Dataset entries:
==*==

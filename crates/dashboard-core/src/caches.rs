//! Every cache the control plane serves, constructed together.

use chrono::Utc;
use dashboard_types::DeathRecord;
use tracing::{info, warn};

use crate::cache::RebuildStats;
use crate::death_log::DeathLog;
use crate::directory::{AddressCache, NpcCache};
use crate::extract::{extract_address, extract_npc};
use crate::game_state::GameStateCache;
use crate::murder::MurderTracker;
use crate::simulation::{GameDate, Simulation};

/// Name recorded for deaths whose citizen name could not be read.
pub const UNKNOWN_NAME: &str = "Unknown";

/// The caches shared between the owner thread and request handlers.
///
/// Constructed once by the composition root and handed out behind an
/// `Arc`. The owner thread writes; everyone else reads snapshots.
#[derive(Debug)]
pub struct Caches {
    /// Citizen directory.
    pub npcs: NpcCache,
    /// Address directory.
    pub addresses: AddressCache,
    /// Session metadata.
    pub game: GameStateCache,
    /// Recent deaths.
    pub deaths: DeathLog,
    /// Current murderer and victim.
    pub murder: MurderTracker,
}

impl Caches {
    /// Create empty caches with a death log of `death_log_capacity` entries.
    pub fn new(death_log_capacity: usize) -> Self {
        Self {
            npcs: NpcCache::new("npcs"),
            addresses: AddressCache::new("addresses"),
            game: GameStateCache::new(),
            deaths: DeathLog::new(death_log_capacity),
            murder: MurderTracker::new(),
        }
    }

    /// Re-scan both directories of `sim` and replace the cached lists.
    ///
    /// Returns the citizen and address rebuild statistics.
    pub fn rebuild_all(&self, sim: &dyn Simulation) -> (RebuildStats, RebuildStats) {
        let npcs = self
            .npcs
            .rebuild_from(sim.citizens().into_iter().map(extract_npc));
        let addresses = self
            .addresses
            .rebuild_from(sim.addresses().into_iter().map(extract_address));
        info!(
            npcs = npcs.kept,
            npcs_skipped = npcs.skipped,
            addresses = addresses.kept,
            addresses_skipped = addresses.skipped,
            "Directories rebuilt"
        );
        (npcs, addresses)
    }

    /// Record the death of citizen `id`.
    ///
    /// Marks the cached citizen dead, appends to the death log, and clears
    /// the victim slot if `id` was the current victim.
    pub fn record_death(&self, id: i32, name: Option<String>, date: GameDate) {
        if !self.npcs.set_dead(id, true) {
            warn!(id, "Death reported for uncached citizen");
        }
        let name = name
            .filter(|n| !n.trim().is_empty())
            .unwrap_or_else(|| String::from(UNKNOWN_NAME));
        self.deaths.record(DeathRecord {
            human_id: id,
            name,
            timestamp: Utc::now(),
            game_time: date.game_time,
            game_month: date.month,
            game_day: date.day,
            game_year: date.year,
        });
        if self.murder.clear_victim_if(id) {
            info!(id, "Murder victim died; victim slot cleared");
        }
    }
}

impl Default for Caches {
    fn default() -> Self {
        Self::new(crate::death_log::DEFAULT_DEATH_LOG_CAPACITY)
    }
}

#[cfg(test)]
mod tests {
    #![allow(clippy::unwrap_used)]

    use dashboard_types::{NO_ID, NpcRecord};

    use super::*;

    #[test]
    fn death_of_victim_clears_slot() {
        let caches = Caches::default();
        caches.npcs.rebuild(vec![NpcRecord::blank(3)]);
        caches.murder.set_murderer(1);
        caches.murder.set_victim(3);

        let date = GameDate {
            game_time: 12.5,
            month: 4,
            day: 9,
            year: 1979,
        };
        caches.record_death(3, None, date);

        assert!(caches.npcs.get(3).unwrap().is_dead);
        assert_eq!(caches.murder.current().victim_id, NO_ID);
        assert_eq!(caches.murder.current().murderer_id, 1);
        let death = caches.deaths.recent(1).pop().unwrap();
        assert_eq!(death.name, UNKNOWN_NAME);
        assert_eq!(death.game_month, 4);
    }

    #[test]
    fn unrelated_death_keeps_victim() {
        let caches = Caches::default();
        caches.murder.set_victim(3);
        caches.record_death(8, Some(String::from("Ada Vance")), GameDate::default());
        assert_eq!(caches.murder.current().victim_id, 3);
        assert_eq!(caches.deaths.total(), 1);
    }
}
//! Configuration loading and typed config structures for the dashboard.
//!
//! The configuration lives in a YAML file, `dashboard.yaml` by default.
//! Every section and field is optional; anything left out takes the
//! default documented on the field. A few values can be overridden from
//! the environment:
//!
//! - `DASHBOARD_HOST` overrides `server.host`
//! - `DASHBOARD_PORT` overrides `server.port`
//! - `DASHBOARD_STATIC_ROOT` overrides `server.static_root`

use std::path::{Path, PathBuf};
use std::time::Duration;

use serde::Deserialize;
use tracing::{info, warn};

/// Errors that can occur when loading configuration.
#[derive(Debug, thiserror::Error)]
pub enum ConfigError {
    /// Failed to read the configuration file from disk.
    #[error("failed to read config file: {source}")]
    Io {
        /// The underlying I/O error.
        #[from]
        source: std::io::Error,
    },

    /// Failed to parse YAML content.
    #[error("failed to parse config YAML: {source}")]
    Yaml {
        /// The underlying YAML parse error.
        source: serde_yml::Error,
    },
}

impl From<serde_yml::Error> for ConfigError {
    fn from(source: serde_yml::Error) -> Self {
        Self::Yaml { source }
    }
}

/// Top-level dashboard configuration.
#[derive(Debug, Clone, Default, PartialEq, Eq, Deserialize)]
pub struct DashboardConfig {
    /// Request server settings.
    #[serde(default)]
    pub server: ServerSettings,

    /// Owner-thread call timeouts.
    #[serde(default)]
    pub dispatch: DispatchConfig,

    /// Cache capacities.
    #[serde(default)]
    pub caches: CacheConfig,

    /// Log endpoints.
    #[serde(default)]
    pub logs: LogsConfig,

    /// Demonstration simulation driven by the host binary.
    #[serde(default)]
    pub simulation: SimulationConfig,
}

impl DashboardConfig {
    /// Load configuration from a YAML file and apply environment overrides.
    ///
    /// # Errors
    ///
    /// Returns [`ConfigError::Io`] if the file cannot be read, or
    /// [`ConfigError::Yaml`] if the content is not valid YAML.
    pub fn from_file(path: &Path) -> Result<Self, ConfigError> {
        let contents = std::fs::read_to_string(path)?;
        let mut config: Self = serde_yml::from_str(&contents)?;
        config.apply_env_overrides();
        Ok(config)
    }

    /// Parse configuration from a YAML string. No environment overrides.
    ///
    /// # Errors
    ///
    /// Returns [`ConfigError::Yaml`] if the string is not valid YAML.
    pub fn parse(yaml: &str) -> Result<Self, ConfigError> {
        Ok(serde_yml::from_str(yaml)?)
    }

    /// Like [`DashboardConfig::from_file`], but a missing file yields defaults.
    ///
    /// # Errors
    ///
    /// Returns [`ConfigError`] for unreadable or malformed files.
    pub fn load_or_default(path: &Path) -> Result<Self, ConfigError> {
        if path.exists() {
            return Self::from_file(path);
        }
        info!(path = %path.display(), "Config file not found, using defaults");
        let mut config = Self::default();
        config.apply_env_overrides();
        Ok(config)
    }

    /// Apply overrides from the process environment.
    pub fn apply_env_overrides(&mut self) {
        self.apply_env_overrides_from(|key| std::env::var(key).ok());
    }

    /// Apply overrides read through `lookup`.
    ///
    /// An unparsable `DASHBOARD_PORT` is logged and ignored.
    pub fn apply_env_overrides_from<F>(&mut self, lookup: F)
    where
        F: Fn(&str) -> Option<String>,
    {
        if let Some(host) = lookup("DASHBOARD_HOST") {
            self.server.host = host;
        }
        if let Some(port) = lookup("DASHBOARD_PORT") {
            match port.trim().parse::<u16>() {
                Ok(port) => self.server.port = port,
                Err(e) => warn!(value = %port, error = %e, "Ignoring invalid DASHBOARD_PORT"),
            }
        }
        if let Some(root) = lookup("DASHBOARD_STATIC_ROOT") {
            self.server.static_root = PathBuf::from(root);
        }
    }
}

/// Request server settings.
#[derive(Debug, Clone, PartialEq, Eq, Deserialize)]
pub struct ServerSettings {
    /// Whether the host starts the server at all.
    #[serde(default = "default_true")]
    pub enabled: bool,

    /// Interface to bind. Loopback unless you mean it.
    #[serde(default = "default_host")]
    pub host: String,

    /// TCP port; 0 picks an ephemeral port.
    #[serde(default = "default_port")]
    pub port: u16,

    /// Directory served for non-API paths.
    #[serde(default = "default_static_root")]
    pub static_root: PathBuf,

    /// Value of the `Server` response header.
    #[serde(default = "default_server_name")]
    pub server_name: String,

    /// Largest accepted request line plus headers, in bytes.
    #[serde(default = "default_max_header_bytes")]
    pub max_header_bytes: usize,

    /// Largest request body drained before responding, in bytes.
    #[serde(default = "default_max_body_bytes")]
    pub max_body_bytes: usize,

    /// How long a client has to send a complete request, in milliseconds.
    #[serde(default = "default_request_read_timeout_ms")]
    pub request_read_timeout_ms: u64,
}

impl ServerSettings {
    /// [`ServerSettings::request_read_timeout_ms`] as a [`Duration`].
    pub const fn request_read_timeout(&self) -> Duration {
        Duration::from_millis(self.request_read_timeout_ms)
    }
}

impl Default for ServerSettings {
    fn default() -> Self {
        Self {
            enabled: default_true(),
            host: default_host(),
            port: default_port(),
            static_root: default_static_root(),
            server_name: default_server_name(),
            max_header_bytes: default_max_header_bytes(),
            max_body_bytes: default_max_body_bytes(),
            request_read_timeout_ms: default_request_read_timeout_ms(),
        }
    }
}

/// How long request handlers wait for the owner thread.
#[derive(Debug, Clone, Copy, PartialEq, Eq, Deserialize)]
pub struct DispatchConfig {
    /// Reads of live state (player status).
    #[serde(default = "default_read_timeout_ms")]
    pub read_timeout_ms: u64,

    /// Actions that create or move objects, and preset listing.
    #[serde(default = "default_action_timeout_ms")]
    pub action_timeout_ms: u64,

    /// Map rendering calls.
    #[serde(default = "default_render_timeout_ms")]
    pub render_timeout_ms: u64,
}

impl DispatchConfig {
    /// Timeout for reads of live state.
    pub const fn read_timeout(&self) -> Duration {
        Duration::from_millis(self.read_timeout_ms)
    }

    /// Timeout for mutating actions.
    pub const fn action_timeout(&self) -> Duration {
        Duration::from_millis(self.action_timeout_ms)
    }

    /// Timeout for map rendering.
    pub const fn render_timeout(&self) -> Duration {
        Duration::from_millis(self.render_timeout_ms)
    }
}

impl Default for DispatchConfig {
    fn default() -> Self {
        Self {
            read_timeout_ms: default_read_timeout_ms(),
            action_timeout_ms: default_action_timeout_ms(),
            render_timeout_ms: default_render_timeout_ms(),
        }
    }
}

/// Cache capacities.
#[derive(Debug, Clone, Copy, PartialEq, Eq, Deserialize)]
pub struct CacheConfig {
    /// Deaths kept by the death log.
    #[serde(default = "default_death_log_capacity")]
    pub death_log_capacity: usize,

    /// Lines kept by the runtime log buffer.
    #[serde(default = "default_runtime_log_capacity")]
    pub runtime_log_capacity: usize,
}

impl Default for CacheConfig {
    fn default() -> Self {
        Self {
            death_log_capacity: default_death_log_capacity(),
            runtime_log_capacity: default_runtime_log_capacity(),
        }
    }
}

/// A log file that `GET /api/logs` may tail.
#[derive(Debug, Clone, PartialEq, Eq, Deserialize)]
pub struct LogFileConfig {
    /// Short name reported as `source`.
    pub label: String,
    /// File path.
    pub path: PathBuf,
}

/// Log endpoint settings.
#[derive(Debug, Clone, PartialEq, Eq, Deserialize)]
pub struct LogsConfig {
    /// Candidate files; the most recently modified existing one is read.
    #[serde(default = "default_log_files")]
    pub files: Vec<LogFileConfig>,

    /// Lines returned when `tail` is absent or invalid.
    #[serde(default = "default_tail")]
    pub default_tail: usize,

    /// Smallest accepted `tail`.
    #[serde(default = "default_min_tail")]
    pub min_tail: usize,

    /// Largest accepted `tail`.
    #[serde(default = "default_max_tail")]
    pub max_tail: usize,
}

impl LogsConfig {
    /// Resolve a requested tail length: default when absent, then clamped.
    pub fn tail_lines(&self, requested: Option<usize>) -> usize {
        let lo = self.min_tail.min(self.max_tail);
        requested
            .unwrap_or(self.default_tail)
            .clamp(lo, self.max_tail)
    }
}

impl Default for LogsConfig {
    fn default() -> Self {
        Self {
            files: default_log_files(),
            default_tail: default_tail(),
            min_tail: default_min_tail(),
            max_tail: default_max_tail(),
        }
    }
}

/// Parameters of the host's demonstration simulation.
#[derive(Debug, Clone, Copy, PartialEq, Eq, Deserialize)]
pub struct SimulationConfig {
    /// Real-time milliseconds per owner-thread tick.
    #[serde(default = "default_tick_interval_ms")]
    pub tick_interval_ms: u64,

    /// Number of citizens generated.
    #[serde(default = "default_citizen_count")]
    pub citizen_count: u32,

    /// Random seed.
    #[serde(default = "default_seed")]
    pub seed: u64,
}

impl Default for SimulationConfig {
    fn default() -> Self {
        Self {
            tick_interval_ms: default_tick_interval_ms(),
            citizen_count: default_citizen_count(),
            seed: default_seed(),
        }
    }
}

const fn default_true() -> bool {
    true
}

fn default_host() -> String {
    "127.0.0.1".to_owned()
}

const fn default_port() -> u16 {
    17856
}

fn default_static_root() -> PathBuf {
    PathBuf::from("wwwroot")
}

fn default_server_name() -> String {
    "SOD-Dashboard".to_owned()
}

const fn default_max_header_bytes() -> usize {
    16_384
}

const fn default_max_body_bytes() -> usize {
    65_536
}

const fn default_request_read_timeout_ms() -> u64 {
    5_000
}

const fn default_read_timeout_ms() -> u64 {
    5000
}

const fn default_action_timeout_ms() -> u64 {
    10_000
}

const fn default_render_timeout_ms() -> u64 {
    8000
}

const fn default_death_log_capacity() -> usize {
    crate::death_log::DEFAULT_DEATH_LOG_CAPACITY
}

const fn default_runtime_log_capacity() -> usize {
    crate::log_buffer::DEFAULT_RUNTIME_LOG_CAPACITY
}

fn default_log_files() -> Vec<LogFileConfig> {
    vec![LogFileConfig {
        label: "host".to_owned(),
        path: PathBuf::from("logs/dashboard.log"),
    }]
}

const fn default_tail() -> usize {
    500
}

const fn default_min_tail() -> usize {
    50
}

const fn default_max_tail() -> usize {
    5000
}

const fn default_tick_interval_ms() -> u64 {
    50
}

const fn default_citizen_count() -> u32 {
    120
}

const fn default_seed() -> u64 {
    7
}

#[cfg(test)]
mod tests {
    #![allow(clippy::unwrap_used)]

    use std::collections::HashMap;

    use super::*;

    #[test]
    fn default_config_matches_documented_values() {
        let config = DashboardConfig::default();
        assert!(config.server.enabled);
        assert_eq!(config.server.host, "127.0.0.1");
        assert_eq!(config.server.port, 17856);
        assert_eq!(config.server.static_root, PathBuf::from("wwwroot"));
        assert_eq!(config.server.request_read_timeout(), Duration::from_secs(5));
        assert_eq!(config.dispatch.read_timeout(), Duration::from_secs(5));
        assert_eq!(config.dispatch.action_timeout(), Duration::from_secs(10));
        assert_eq!(config.dispatch.render_timeout(), Duration::from_secs(8));
        assert_eq!(config.caches.death_log_capacity, 50);
        assert_eq!(config.logs.default_tail, 500);
    }

    #[test]
    fn parse_partial_yaml() {
        let yaml = r"
server:
  port: 9000
logs:
  files:
    - label: game
      path: /tmp/game.log
  max_tail: 1000
";
        let config = DashboardConfig::parse(yaml).unwrap();
        assert_eq!(config.server.port, 9000);
        assert_eq!(config.server.host, "127.0.0.1");
        assert_eq!(config.server.request_read_timeout_ms, 5_000);
        assert_eq!(config.logs.files.len(), 1);
        assert_eq!(config.logs.max_tail, 1000);
        assert_eq!(config.logs.min_tail, 50);
        assert_eq!(config.dispatch, DispatchConfig::default());
    }

    #[test]
    fn empty_yaml_is_all_defaults() {
        let config = DashboardConfig::parse("{}").unwrap();
        assert_eq!(config, DashboardConfig::default());
    }

    #[test]
    fn malformed_yaml_is_rejected() {
        let result = DashboardConfig::parse("server: [unclosed");
        assert!(matches!(result, Err(ConfigError::Yaml { .. })));
    }

    #[test]
    fn env_overrides_apply() {
        let env: HashMap<&str, &str> = HashMap::from([
            ("DASHBOARD_PORT", "18000"),
            ("DASHBOARD_HOST", "0.0.0.0"),
            ("DASHBOARD_STATIC_ROOT", "/srv/www"),
        ]);
        let mut config = DashboardConfig::default();
        config.apply_env_overrides_from(|k| env.get(k).map(|v| (*v).to_owned()));
        assert_eq!(config.server.port, 18000);
        assert_eq!(config.server.host, "0.0.0.0");
        assert_eq!(config.server.static_root, PathBuf::from("/srv/www"));
    }

    #[test]
    fn invalid_port_override_is_ignored() {
        let mut config = DashboardConfig::default();
        config.apply_env_overrides_from(|k| (k == "DASHBOARD_PORT").then(|| "http".to_owned()));
        assert_eq!(config.server.port, 17856);
    }

    #[test]
    fn tail_is_defaulted_and_clamped() {
        let logs = LogsConfig::default();
        assert_eq!(logs.tail_lines(None), 500);
        assert_eq!(logs.tail_lines(Some(3)), 50);
        assert_eq!(logs.tail_lines(Some(1_000_000)), 5000);
        assert_eq!(logs.tail_lines(Some(800)), 800);
    }

    #[test]
    fn missing_file_falls_back_to_defaults() {
        let dir = tempfile::tempdir().unwrap();
        let config = DashboardConfig::load_or_default(&dir.path().join("nope.yaml")).unwrap();
        assert_eq!(config.server.server_name, "SOD-Dashboard");
    }
}
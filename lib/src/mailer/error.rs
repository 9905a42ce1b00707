use std::error;
use std::fmt;

/// Error type for mail-delivery backends.
/// Each variant can store a message for logging purposes.
#[derive(Clone, Debug)]
pub enum Error {
    Rejected(String),
    Unverified(String),
    Throttled(String),
    BadInput(String),
    RequestTimeout,
    RequestError(String),
    Internal(String),
}

impl fmt::Display for Error {
    fn fmt(&self, f: &mut fmt::Formatter) -> fmt::Result {
        match *self {
            Error::Rejected(ref msg) => write!(f, "Rejected: {}", msg),
            Error::Unverified(ref msg) => write!(f, "Unverified: {}", msg),
            Error::Throttled(ref msg) => write!(f, "Throttled: {}", msg),
            Error::BadInput(ref msg) => write!(f, "BadInput: {}", msg),
            Error::RequestTimeout => f.write_str("RequestTimeout"),
            Error::RequestError(ref msg) => write!(f, "RequestError: {}", msg),
            Error::Internal(ref msg) => write!(f, "Internal: {}", msg),
        }
    }
}

impl error::Error for Error {}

==*==

### TASK REQUIREMENTS
Which lines above hold the word "requested"? Copy each of them.

### TASK ANSWER
    /// Resolve a requested tail length: default when absent, then clamped.
    pub fn tail_lines(&self, requested: Option<usize>) -> usize {
        requested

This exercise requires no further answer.